Required action
Find the string "type" in the material. Copy every line that has it.
>>
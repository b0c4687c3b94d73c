use serde::{Deserialize, Serialize};
use thiserror::Error;

/// Number of accounts a development node seeds and reports on startup.
pub const ACCOUNT_COUNT: usize = 20;

/// Balance recorded when an account line carries no `(<amount> ETH)` suffix.
pub const DEFAULT_BALANCE: &str = "10000";

#[derive(Debug, Clone, Serialize, Deserialize)]
pub struct NodeConfig {
    pub program: String,
    pub args: Vec<String>,
    pub harvest_policy: HarvestPolicy,
}

/// What to do when the account report is complete but does not yield a full set.
#[derive(Debug, Clone, Copy, PartialEq, Eq, Default, Serialize, Deserialize, clap::ValueEnum)]
#[serde(rename_all = "lowercase")]
pub enum HarvestPolicy {
    /// Keep consuming output without any trace.
    Silent,
    /// Log a warning once per node.
    #[default]
    Warn,
    /// Send an error notification once per node.
    Notify,
}

/// One account seeded by the development node.
#[derive(Debug, Clone, PartialEq, Eq, Serialize, Deserialize)]
#[serde(rename_all = "camelCase")]
pub struct Account {
    pub address: String,
    pub balance: String,
    pub private_key: String,
}

impl Account {
    /// Check the fixed-length hex shape of address and private key.
    pub fn is_valid(&self) -> bool {
        is_prefixed_hex(&self.address, 40) && is_prefixed_hex(&self.private_key, 64)
    }
}

fn is_prefixed_hex(value: &str, digits: usize) -> bool {
    value
        .strip_prefix("0x")
        .map(|hex| hex.len() == digits && hex.chars().all(|c| c.is_ascii_hexdigit()))
        .unwrap_or(false)
}

#[derive(Debug, Clone, Copy, PartialEq, Eq, Error)]
#[error("expected {expected} accounts, found {found}", expected = ACCOUNT_COUNT)]
pub struct IncompleteAccounts {
    pub found: usize,
}

/// The complete, ordered account report of one node (`Account #0` .. `Account #19`).
///
/// Only constructible from exactly [`ACCOUNT_COUNT`] records, so a partial set
/// can never be stored or handed to observers.
#[derive(Debug, Clone, PartialEq, Eq, Serialize, Deserialize)]
#[serde(try_from = "Vec<Account>", into = "Vec<Account>")]
pub struct AccountSet(Vec<Account>);

impl AccountSet {
    pub fn as_slice(&self) -> &[Account] {
        &self.0
    }

    pub fn iter(&self) -> std::slice::Iter<'_, Account> {
        self.0.iter()
    }
}

impl TryFrom<Vec<Account>> for AccountSet {
    type Error = IncompleteAccounts;

    fn try_from(accounts: Vec<Account>) -> Result<Self, Self::Error> {
        if accounts.len() == ACCOUNT_COUNT {
            Ok(Self(accounts))
        } else {
            Err(IncompleteAccounts {
                found: accounts.len(),
            })
        }
    }
}

impl From<AccountSet> for Vec<Account> {
    fn from(set: AccountSet) -> Self {
        set.0
    }
}

/// Messages delivered to the presentation layer.
#[derive(Debug, Clone, PartialEq, Eq, Serialize, Deserialize)]
#[serde(tag = "type", rename_all = "lowercase")]
pub enum Notification {
    Accounts { accounts: AccountSet },
    Error { message: String },
}

impl Notification {
    pub fn error(message: impl Into<String>) -> Self {
        Notification::Error {
            message: message.into(),
        }
    }
}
<<
Task output
    type Error = IncompleteAccounts;
#[serde(tag = "type", rename_all = "lowercase")]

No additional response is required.